The international press have a moderate fixation with analysis on what went wrong in Ireland, with many treating the Irish slump like car crash television: it’s gruesome and horrible, and yet it’s difficult not to look.
As a result, many see Nyberg’s findings (that no single party can be blamed in isolation for the crash) as an official vindication of the ‘perfect storm’ theory that perhaps made Ireland’s downfall more dramatic than any other.
The Guardian focuses on Nyberg’s comments that banks were so desperate to keep up with each other’s growth that they took risks on an “almost unbelievable” scale, and a complicit public desperate to “let the good times roll”.

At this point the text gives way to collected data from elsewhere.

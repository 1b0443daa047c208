//! Static resolution of attribute values.

use std::borrow::Cow;
use std::fmt;

use serde::Deserialize;
use serde::Serialize;

use crate::tree::Expression;
use crate::tree::Initializer;

/// A statically known value.
#[derive(Debug, Clone, Default, PartialEq, Serialize, Deserialize)]
#[serde(untagged)]
pub enum Literal {
    /// The `null` literal.
    #[default]
    Null,
    /// A boolean literal.
    Boolean(bool),
    /// A numeric literal.
    Number(f64),
    /// A string literal.
    String(String),
}

impl Literal {
    /// Gets the literal as a string slice if it is a string.
    pub fn as_str(&self) -> Option<&str> {
        match self {
            Self::String(s) => Some(s),
            _ => None,
        }
    }

    /// Gets the literal as a boolean if it is a boolean.
    pub fn as_bool(&self) -> Option<bool> {
        match self {
            Self::Boolean(b) => Some(*b),
            _ => None,
        }
    }

    /// Determines if the literal is truthy.
    ///
    /// Empty strings, `0`, `NaN`, `false` and `null` are falsy.
    pub fn is_truthy(&self) -> bool {
        match self {
            Self::Null => false,
            Self::Boolean(b) => *b,
            Self::Number(n) => *n != 0.0 && !n.is_nan(),
            Self::String(s) => !s.is_empty(),
        }
    }

    /// Determines if the literal is the string `"true"` or the boolean `true`.
    pub fn is_true(&self) -> bool {
        matches!(self, Self::Boolean(true)) || self.as_str() == Some("true")
    }

    /// Determines if the literal is the string `"false"` or the boolean
    /// `false`.
    pub fn is_false(&self) -> bool {
        matches!(self, Self::Boolean(false)) || self.as_str() == Some("false")
    }

    /// Determines if the literal is a string that is empty after trimming.
    pub fn is_blank(&self) -> bool {
        self.as_str().is_some_and(|s| s.trim().is_empty())
    }

    /// Renders the literal as rendered text.
    ///
    /// Falsy values render as nothing.
    pub fn to_text(&self) -> Cow<'_, str> {
        match self {
            Self::String(s) => Cow::Borrowed(s),
            _ if !self.is_truthy() => Cow::Borrowed(""),
            _ => Cow::Owned(self.to_string()),
        }
    }

    /// Parses a leading integer from the literal.
    ///
    /// Strings are parsed after leading whitespace with an optional sign and
    /// stop at the first non-digit; numbers are truncated.
    pub fn to_integer(&self) -> Option<i64> {
        match self {
            Self::Number(n) if n.is_finite() => Some(n.trunc() as i64),
            Self::String(s) => {
                let s = s.trim_start();
                let (negative, digits) = match s.as_bytes().first() {
                    Some(b'-') => (true, &s[1..]),
                    Some(b'+') => (false, &s[1..]),
                    _ => (false, s),
                };

                let end = digits
                    .find(|c: char| !c.is_ascii_digit())
                    .unwrap_or(digits.len());
                let value: i64 = digits[..end].parse().ok()?;
                Some(if negative { -value } else { value })
            }
            _ => None,
        }
    }
}

impl fmt::Display for Literal {
    fn fmt(&self, f: &mut fmt::Formatter<'_>) -> fmt::Result {
        match self {
            Self::Null => write!(f, "null"),
            Self::Boolean(b) => write!(f, "{b}"),
            Self::Number(n) => write!(f, "{n}"),
            Self::String(s) => write!(f, "{s}"),
        }
    }
}

impl From<&str> for Literal {
    fn from(value: &str) -> Self {
        Self::String(value.to_string())
    }
}

impl From<String> for Literal {
    fn from(value: String) -> Self {
        Self::String(value)
    }
}

impl From<bool> for Literal {
    fn from(value: bool) -> Self {
        Self::Boolean(value)
    }
}

impl From<f64> for Literal {
    fn from(value: f64) -> Self {
        Self::Number(value)
    }
}

impl From<i32> for Literal {
    fn from(value: i32) -> Self {
        Self::Number(value.into())
    }
}

/// The statically resolved value of an attribute.
///
/// A [`Dynamic`](AttributeValue::Dynamic) value can neither pass nor fail a
/// check that depends on its content; such checks must abstain.
#[derive(Debug, Clone, Copy, PartialEq)]
pub enum AttributeValue<'a> {
    /// The attribute is not present.
    Absent,
    /// The attribute is present without an initializer.
    Bare,
    /// The attribute has a statically known value.
    ///
    /// Both `alt="x"` and `alt={"x"}` resolve to a literal.
    Literal(&'a Literal),
    /// The attribute's value is an expression that cannot be known
    /// statically.
    Dynamic,
}

impl<'a> AttributeValue<'a> {
    /// Resolves an optional attribute initializer.
    ///
    /// The outer option is whether the attribute is present at all.
    pub fn resolve(initializer: Option<Option<&'a Initializer>>) -> Self {
        match initializer {
            None => Self::Absent,
            Some(None) => Self::Bare,
            Some(Some(Initializer::Literal(literal))) => Self::Literal(literal),
            Some(Some(Initializer::Expression { expression })) => match expression {
                Expression::Literal { value } => Self::Literal(value),
                Expression::Dynamic { .. } => Self::Dynamic,
            },
        }
    }

    /// Determines if the attribute is absent.
    pub fn is_absent(&self) -> bool {
        matches!(self, Self::Absent)
    }

    /// Determines if the attribute is present, with or without a value.
    pub fn is_present(&self) -> bool {
        !self.is_absent()
    }

    /// Determines if the attribute is present with an initializer.
    pub fn has_value(&self) -> bool {
        matches!(self, Self::Literal(_) | Self::Dynamic)
    }

    /// Determines if the value is dynamic.
    pub fn is_dynamic(&self) -> bool {
        matches!(self, Self::Dynamic)
    }

    /// Gets the literal value, if statically known.
    pub fn literal(&self) -> Option<&'a Literal> {
        match self {
            Self::Literal(literal) => Some(literal),
            _ => None,
        }
    }

    /// Gets the literal string value, if statically known to be a string.
    pub fn as_str(&self) -> Option<&'a str> {
        self.literal().and_then(Literal::as_str)
    }

    /// Determines if the value is statically `"true"` or `true`.
    pub fn is_true(&self) -> bool {
        self.literal().is_some_and(Literal::is_true)
    }

    /// Determines if the value is a literal string that is blank.
    pub fn is_blank(&self) -> bool {
        self.literal().is_some_and(Literal::is_blank)
    }

    /// Determines if the value is a truthy literal.
    pub fn is_truthy(&self) -> bool {
        self.literal().is_some_and(Literal::is_truthy)
    }

    /// Determines if the value is a falsy literal.
    pub fn is_falsy(&self) -> bool {
        self.literal().is_some_and(|l| !l.is_truthy())
    }
}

It also describes Nyberg’s analysis of the 2008 bank guarantee as “extraordinarily bleak” and one that had been “borne out of a lack of proper interest in the financial markets in the preceding years.”
Reuters’ analysis doesn’t pull any punches: its headline, “New report reveals madness at root of Irish crisis”, sets the tone for a damning critique, which prioritises “groupthink, herding and a ‘national speculative mania’”.
Padraic Halpin’s report focuses on the headings attached to each of Nyberg’s sections: dubbing banks as ‘the herd’, external auditors as ‘silent observers’, and the authorities as ‘the enablers’.
Bloomberg briefly touches upon one of the aspects largely overlooked in other coverage: the role of bank bondholders in helping to inflate the bubble, and offers some analysis from Nyberg himself at a press conference.
“Ireland as a whole used up money from elsewhere and lived above its means,” it quotes Nyberg as offering. “Paying money back means it will have to live below its means.”
Bondholders – who are now under increasing pressure to share some of the cost of keeping the banks alive – were “among the gullible” during the boom, Nyberg opined – adding that it was “quite remarkable” that successive government did not react to the over-reliance on the property market.
The Wall Street Journal’s phlegmatic take on the report is that there are too many people – including the public – to blame.
The ordinary public were “spurring on the property mania” in 2004 and 2005, its reporter Eamon Quinn observes, but the report refused to name names simply because the blame for the collapse is so widely spread.